So what is Death Valley?

It’s as though someone on the mountain top of legacy church can see the mountain top of simple/organic church in the distance, and they assume that they can go straight from one mountain top to the other. What they don’t realize is that is a valley between the two–Death Valley.

Old traditions die hard. I remember one awesome family leaving us because the mother couldn’t handle not dressing her children in their Sunday best to come to church! In order to experience the liberty that simple church represents, people who have been Christians for any length of time have to die to some of the very good things that legacy church represents.

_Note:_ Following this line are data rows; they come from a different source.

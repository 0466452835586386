//! Result and Error types for the utils module

/// Type alias for `Result<T, utils::Error>`
pub type Result<T> = core::result::Result<T, Error>;

/// The error type for `nflux_utils`
#[derive(thiserror::Error, Debug, PartialEq)]
pub enum Error {
    /// An empty slice of floats for SliceExt
    #[error("slice contains no values")]
    SliceContainsNoValues,

    /// The slice of float values contains things like NAN or INFINITY
    #[error("slice contains undefined values")]
    SliceContainsUndefinedValues,

    /// Value that is searched for outside of the min/max of the array
    #[error("value {value:e} outside of bounds [{lower_bound:e}, {upper_bound:e}]")]
    ValueOutsideOfBounds {
        value: f64,
        lower_bound: f64,
        upper_bound: f64,
    },

    /// For when a slice has fewer than the minimum required values
    #[error("slice length {length} below the minimum of {minimum_required}")]
    BelowMinimumSliceLength {
        length: usize,
        minimum_required: usize,
    },

    /// Paired slices must be the same length
    #[error("mismatched slice lengths ({left} and {right})")]
    MismatchedLengths { left: usize, right: usize },

    /// Log-spaced grids need strictly positive, ordered bounds
    #[error("invalid grid bounds [{lower:e}, {upper:e}]")]
    InvalidGridBounds { lower: f64, upper: f64 },
}
//! Calibrated composite neutron flux spectrum
#![doc = include_str!("../readme.md")]
//!
//! ## Quickstart example
//!
//! ```rust, no_run
//! # use nflux_spectrum::SpectrumModel;
//! // Calibrate for a thermal to non-thermal ratio of 2 at 600 K
//! let model = SpectrumModel::new(2.0, 600.0).unwrap();
//! println!("Thermal cutoff is {} eV", model.thermal_cutoff());
//!
//! // Evaluate the flux at 1 keV
//! let flux = model.flux(1.0e3).unwrap();
//! ```
//!
//! ## Core concepts
//!
//! A [SpectrumModel] is built from three closed-form [Shape]s: a
//! [Maxwellian], the [Epithermal] 1/E shape, and the U-235 [ChiSpectrum].
//!
//! The [Balance] gives the thermal to non-thermal ratio for any trial cutoff,
//! integrating each region with adaptive [Quadrature]. Calibration tabulates
//! this ratio into a [RatioTable] and inverts it at the target.
//!
//! Every tunable constant lives in a [SpectrumConfig], which may be read from
//! JSON.

// Split into subfiles for development, but anything important is re-exported
mod balance;
mod calibration;
mod config;
mod error;
mod model;
mod quadrature;
mod shape;

pub mod constants;

// Inline anything important for a nice public API
#[doc(inline)]
pub use balance::{Balance, BalanceTerms};

#[doc(inline)]
pub use calibration::{calibrate, Calibration, CalibrationSettings, OutOfRange, RatioTable};

#[doc(inline)]
pub use config::SpectrumConfig;

#[doc(inline)]
pub use model::{Region, SpectrumModel};

#[doc(inline)]
pub use quadrature::{Integral, Quadrature, QuadratureSettings};

#[doc(inline)]
pub use shape::{ChiSpectrum, Epithermal, Maxwellian, Shape};

#[doc(inline)]
pub use error::{Error, ErrorKind, Result};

  • Professionally led worship–in simple church you are lucky to have an out-of-tune guitar.
  • Well prepared talks–there’s no pastor who can spend hours preparing a stimulating sermon. Everyone takes part in an interactive discussion.
  • Children and teens ministry–you can’t just drop your kids off at Sunday School to have an hour free from distractions.
  • Someone else to make all the decisions–in simple/organic church, everyone is involved.
Dying to these things is not quick. It’s a process… a painful process.
Some people get part way through the process and find it too hard. They feel guilty on Sunday mornings when they don’t have to get up for church. They miss the exuberant worship and praise.
They go back to their legacy church.
But for those who press through to simple/organic, it is worth it for
  • The sense of community–people are very involved in each other’s lives
  • Everyone can participate–not just a few in  leadership.
  • The Holy Spirit is in charge of the times together (unless you are doing “Honey, I shrunk the church!”
  • Freedom from religious expectations and traditions
  • The sense of being on mission with God, reaching out to a world that doesn’t know him
  • The excitement of giving birth to daughter and granddaughter churches

6 thoughts on “Why is transition so hard? Death Valley!”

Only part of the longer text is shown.